Every fly fisher knows what a 'bomber' is.
To the uninitiated, it is definitely not an aircraft designed to drop bombs from serious heights on unsuspecting targets on the ground below.
In fact, it is a fly designed by a New Brunswick angler, the late Father Elmer Smith, several decades ago. It is a very effective surface fly, made from spun deer hair, which is trimmed to a cigar shape and wound with a rooster's neck hackle.
It has both a rear tail and a front wing and causes turbulence on the surface when retrieved, which in theory attracts a salmon's attention and causes it to strike. Due to its large size (usually tied on #2 or larger streamer hooks), the fly can often be mistaken for a large bomb falling from a great height - hence its name.
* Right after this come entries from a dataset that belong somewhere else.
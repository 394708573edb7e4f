//! Import blocks that appear after the main code body

use crate::text::{import_statement_lines, is_import_from, split_lines, truncate};
use crate::traits::{Fix, Fixer};

/// Cuts a file at the first `import ... from ...` below its last closing brace
#[derive(Debug, Clone, Copy, Default)]
pub struct LateImportsFixer;

/// Line of the first late import, if any
///
/// The closing brace must belong to code: a `} from '...';` line that ends a
/// multi-line import is not a candidate.
pub fn find_late_import(lines: &[&str]) -> Option<usize> {
    let in_import = import_statement_lines(lines);
    let last_brace = lines
        .iter()
        .enumerate()
        .rposition(|(index, line)| line.trim().starts_with('}') && !in_import[index])?;

    (last_brace + 1..lines.len()).find(|&index| is_import_from(lines[index]))
}

impl Fixer for LateImportsFixer {
    fn name(&self) -> &'static str {
        "late-imports"
    }

    fn title(&self) -> &'static str {
        "Removing Late Duplicate Imports"
    }

    fn fix(&self, content: &str) -> Option<Fix> {
        let lines = split_lines(content);
        let start = find_late_import(&lines)?;
        let (content, removed) = truncate(&lines, start);
        Some(Fix::new(content, removed))
    }
}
There is one negative aspect to tying this pattern, and that is the mess made when trimming the deer hair into shape. Clippings of deer hair are difficult to escape, and they seem to float and drift everywhere in the house no matter how hard you may try to limit them.
And - after awhile - it doesn't float well anymore as it becomes water saturated.
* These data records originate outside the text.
//! Configuration types for repokit
//!
//! This module defines the configuration structures for both halves of the
//! toolkit: source-tree scanning for the fixers, and DNS record updates.

use serde::{Deserialize, Serialize};
use std::fmt;
use std::path::{Path, PathBuf};

/// Which files the fixers visit
#[derive(Debug, Clone, Serialize, Deserialize)]
pub struct ScanConfig {
    /// Directories to walk, relative to the base directory
    #[serde(default = "default_roots")]
    pub roots: Vec<PathBuf>,

    /// File extension to match, without the leading dot
    #[serde(default = "default_extension")]
    pub extension: String,

    /// Files whose name contains any of these markers are skipped
    #[serde(default = "default_exclude")]
    pub exclude: Vec<String>,

    /// Compute fixes without rewriting files
    #[serde(default)]
    pub dry_run: bool,
}

impl ScanConfig {
    /// Create a scan configuration with the defaults
    pub fn new() -> Self {
        Self {
            roots: default_roots(),
            extension: default_extension(),
            exclude: default_exclude(),
            dry_run: false,
        }
    }

    /// Replace the scanned roots
    pub fn with_roots<I, P>(mut self, roots: I) -> Self
    where
        I: IntoIterator<Item = P>,
        P: Into<PathBuf>,
    {
        self.roots = roots.into_iter().map(Into::into).collect();
        self
    }

    /// Set the file extension to match
    pub fn with_extension(mut self, extension: impl Into<String>) -> Self {
        self.extension = extension.into();
        self
    }

    /// Replace the exclusion markers
    pub fn with_exclude<I, S>(mut self, exclude: I) -> Self
    where
        I: IntoIterator<Item = S>,
        S: Into<String>,
    {
        self.exclude = exclude.into_iter().map(Into::into).collect();
        self
    }

    /// Enable or disable dry-run mode
    pub fn with_dry_run(mut self, dry_run: bool) -> Self {
        self.dry_run = dry_run;
        self
    }

    /// Validate the configuration
    pub fn validate(&self) -> Result<(), crate::Error> {
        if self.roots.is_empty() {
            return Err(crate::Error::config("No source roots configured"));
        }
        if self.extension.is_empty() {
            return Err(crate::Error::config("File extension cannot be empty"));
        }
        if self.extension.contains('.') {
            return Err(crate::Error::config(format!(
                "File extension must not contain a dot: '{}'",
                self.extension
            )));
        }
        if self.exclude.iter().any(String::is_empty) {
            return Err(crate::Error::config("Exclusion markers cannot be empty"));
        }
        Ok(())
    }
}

impl Default for ScanConfig {
    fn default() -> Self {
        Self::new()
    }
}

fn default_roots() -> Vec<PathBuf> {
    vec![PathBuf::from("apps/api/src"), PathBuf::from("libs")]
}

fn default_extension() -> String {
    "ts".to_string()
}

fn default_exclude() -> Vec<String> {
    vec![".spec.".to_string(), ".d.".to_string()]
}

/// Complete DNS update configuration
#[derive(Debug, Clone)]
pub struct DnsConfig {
    /// DNS provider configuration
    pub provider: ProviderConfig,

    /// Domain the records belong to (e.g., "example.com")
    pub domain: String,

    /// Records to configure, in order
    pub records: Vec<RecordConfig>,
}

impl DnsConfig {
    /// Combine provider credentials with a record set
    pub fn new(provider: ProviderConfig, record_set: RecordSet) -> Self {
        Self {
            provider,
            domain: record_set.domain,
            records: record_set.records,
        }
    }

    /// Validate the configuration
    pub fn validate(&self) -> Result<(), crate::Error> {
        self.provider.validate()?;
        validate_domain_name(&self.domain)?;

        if self.records.is_empty() {
            return Err(crate::Error::config("No records configured"));
        }

        for record in &self.records {
            record.validate()?;
        }

        Ok(())
    }
}

/// DNS provider configuration
///
/// Credentials are never read from source or from the record file; the binary
/// fills them in from the environment.
#[derive(Clone)]
pub enum ProviderConfig {
    /// GoDaddy Domains API
    GoDaddy {
        /// API key
        api_key: String,
        /// API secret
        api_secret: String,
        /// API base URL (defaults to production)
        base_url: Option<String>,
    },
}

impl ProviderConfig {
    /// Validate the provider configuration
    pub fn validate(&self) -> Result<(), crate::Error> {
        match self {
            ProviderConfig::GoDaddy {
                api_key,
                api_secret,
                base_url,
            } => {
                if api_key.is_empty() {
                    return Err(crate::Error::config("GoDaddy API key cannot be empty"));
                }
                if api_secret.is_empty() {
                    return Err(crate::Error::config("GoDaddy API secret cannot be empty"));
                }
                if let Some(url) = base_url
                    && !url.starts_with("https://")
                    && !url.starts_with("http://")
                {
                    return Err(crate::Error::config(format!(
                        "GoDaddy API URL must use HTTP or HTTPS scheme. Got: {}",
                        url
                    )));
                }
                Ok(())
            }
        }
    }

    /// Get the provider type name
    pub fn type_name(&self) -> &'static str {
        match self {
            ProviderConfig::GoDaddy { .. } => "godaddy",
        }
    }
}

// Credentials stay out of Debug output
impl fmt::Debug for ProviderConfig {
    fn fmt(&self, f: &mut fmt::Formatter<'_>) -> fmt::Result {
        match self {
            ProviderConfig::GoDaddy { base_url, .. } => f
                .debug_struct("GoDaddy")
                .field("api_key", &"<REDACTED>")
                .field("api_secret", &"<REDACTED>")
                .field("base_url", base_url)
                .finish(),
        }
    }
}

/// Minimum TTL accepted by the registrar
pub const MIN_TTL: u32 = 600;

/// A DNS record to configure
#[derive(Debug, Clone, PartialEq, Eq, Serialize, Deserialize)]
pub struct RecordConfig {
    /// Record name relative to the domain ("www", "asuid", "@" for the apex)
    pub name: String,

    /// Record type
    #[serde(rename = "type")]
    pub record_type: RecordType,

    /// Record value
    pub data: String,

    /// Time-to-live in seconds
    #[serde(default = "default_ttl")]
    pub ttl: u32,

    /// Whether a failure of this record fails the whole run
    #[serde(default = "default_required")]
    pub required: bool,
}

impl RecordConfig {
    /// Create a new required record with the default TTL
    pub fn new(name: impl Into<String>, record_type: RecordType, data: impl Into<String>) -> Self {
        Self {
            name: name.into(),
            record_type,
            data: data.into(),
            ttl: default_ttl(),
            required: true,
        }
    }

    /// Set the TTL
    pub fn with_ttl(mut self, ttl: u32) -> Self {
        self.ttl = ttl;
        self
    }

    /// Mark the record as required or best effort
    pub fn with_required(mut self, required: bool) -> Self {
        self.required = required;
        self
    }

    /// Fully qualified name, with "@" resolved to the apex
    pub fn fqdn(&self, domain: &str) -> String {
        if self.name == "@" {
            domain.to_string()
        } else {
            format!("{}.{}", self.name, domain)
        }
    }

    /// Validate the record
    pub fn validate(&self) -> Result<(), crate::Error> {
        if self.name.is_empty() {
            return Err(crate::Error::config("Record name cannot be empty"));
        }
        if self.name.len() > 253 {
            return Err(crate::Error::config(format!(
                "Record name too long: {} chars (max 253)",
                self.name.len()
            )));
        }
        if self.name.chars().any(char::is_whitespace) {
            return Err(crate::Error::config(format!(
                "Record name contains whitespace: '{}'",
                self.name
            )));
        }
        if self.data.trim().is_empty() {
            return Err(crate::Error::config(format!(
                "Record data cannot be empty for {} {}",
                self.record_type, self.name
            )));
        }
        if self.ttl < MIN_TTL {
            return Err(crate::Error::config(format!(
                "TTL for {} {} must be at least {} seconds. Got: {}",
                self.record_type, self.name, MIN_TTL, self.ttl
            )));
        }
        Ok(())
    }
}

fn default_ttl() -> u32 {
    3600
}

fn default_required() -> bool {
    true
}

/// DNS record type
#[derive(Debug, Clone, Copy, PartialEq, Eq, Hash, Serialize, Deserialize)]
#[serde(rename_all = "UPPERCASE")]
pub enum RecordType {
    /// IPv4 address
    A,
    /// IPv6 address
    Aaaa,
    /// Canonical name
    Cname,
    /// Text record
    Txt,
    /// Mail exchanger
    Mx,
    /// Name server
    Ns,
    /// Service locator
    Srv,
    /// Certification authority authorization
    Caa,
}

impl RecordType {
    /// Wire name used in API paths
    pub fn as_str(&self) -> &'static str {
        match self {
            RecordType::A => "A",
            RecordType::Aaaa => "AAAA",
            RecordType::Cname => "CNAME",
            RecordType::Txt => "TXT",
            RecordType::Mx => "MX",
            RecordType::Ns => "NS",
            RecordType::Srv => "SRV",
            RecordType::Caa => "CAA",
        }
    }
}

impl fmt::Display for RecordType {
    fn fmt(&self, f: &mut fmt::Formatter<'_>) -> fmt::Result {
        f.write_str(self.as_str())
    }
}

/// The record file passed on the command line
///
/// ```json
/// {
///   "domain": "example.com",
///   "records": [
///     { "name": "www", "type": "CNAME", "data": "app.example.net", "ttl": 3600 },
///     { "name": "@", "type": "CNAME", "data": "app.example.net", "required": false }
///   ]
/// }
/// ```
#[derive(Debug, Clone, Serialize, Deserialize)]
pub struct RecordSet {
    /// Domain the records belong to
    pub domain: String,

    /// Records to configure, in order
    pub records: Vec<RecordConfig>,
}

impl RecordSet {
    /// Load a record set from a JSON file
    pub fn from_json_file(path: impl AsRef<Path>) -> Result<Self, crate::Error> {
        let path = path.as_ref();
        let raw = std::fs::read_to_string(path).map_err(|e| {
            crate::Error::config(format!("Cannot read record file {}: {}", path.display(), e))
        })?;
        Self::from_json_str(&raw)
    }

    /// Parse a record set from JSON text
    pub fn from_json_str(raw: &str) -> Result<Self, crate::Error> {
        Ok(serde_json::from_str(raw)?)
    }
}

/// Basic domain name validation (RFC 1035 lengths, LDH labels)
pub fn validate_domain_name(domain: &str) -> Result<(), crate::Error> {
    if domain.is_empty() {
        return Err(crate::Error::config("Domain name cannot be empty"));
    }

    if domain.len() > 253 {
        return Err(crate::Error::config(format!(
            "Domain name too long: {} chars (max 253). Got: {}",
            domain.len(),
            domain
        )));
    }

    if !domain.contains('.') {
        return Err(crate::Error::config(format!(
            "Domain name must have at least two labels: '{}'",
            domain
        )));
    }

    for label in domain.split('.') {
        if label.is_empty() {
            return Err(crate::Error::config(format!(
                "Domain name has empty label: '{}'",
                domain
            )));
        }

        if label.len() > 63 {
            return Err(crate::Error::config(format!(
                "Domain label too long: {} chars (max 63). Label: '{}'",
                label.len(),
                label
            )));
        }

        if !label.chars().all(|c| c.is_ascii_alphanumeric() || c == '-') {
            return Err(crate::Error::config(format!(
                "Domain label contains invalid characters. Label: '{}'",
                label
            )));
        }

        if label.starts_with('-') || label.ends_with('-') {
            return Err(crate::Error::config(format!(
                "Domain label cannot start or end with hyphen. Label: '{}'",
                label
            )));
        }
    }

    Ok(())
}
A solution seemed inescapable until I had a brainstorm one day while experimenting with a piece of closed cell foam. The time was several years ago, and it was through these early tests I devised a pattern I called the 'Unsinkable Poly Bug'.
The early prototypes worked, and I have since improved on the pattern and materials used.
As a salmon fly, I give it high marks (pun intended).
Len Rich is an award-winning freelance writer/photographer. He is the 1991 recipient of the Canada Recreational Fisheries Award and 2007 recipient of the OWC Jack Davis Mentorship Award. Mr. Rich is also the eastern director of Outdoor Writers of Canada, website: 'www.lenrich.net'.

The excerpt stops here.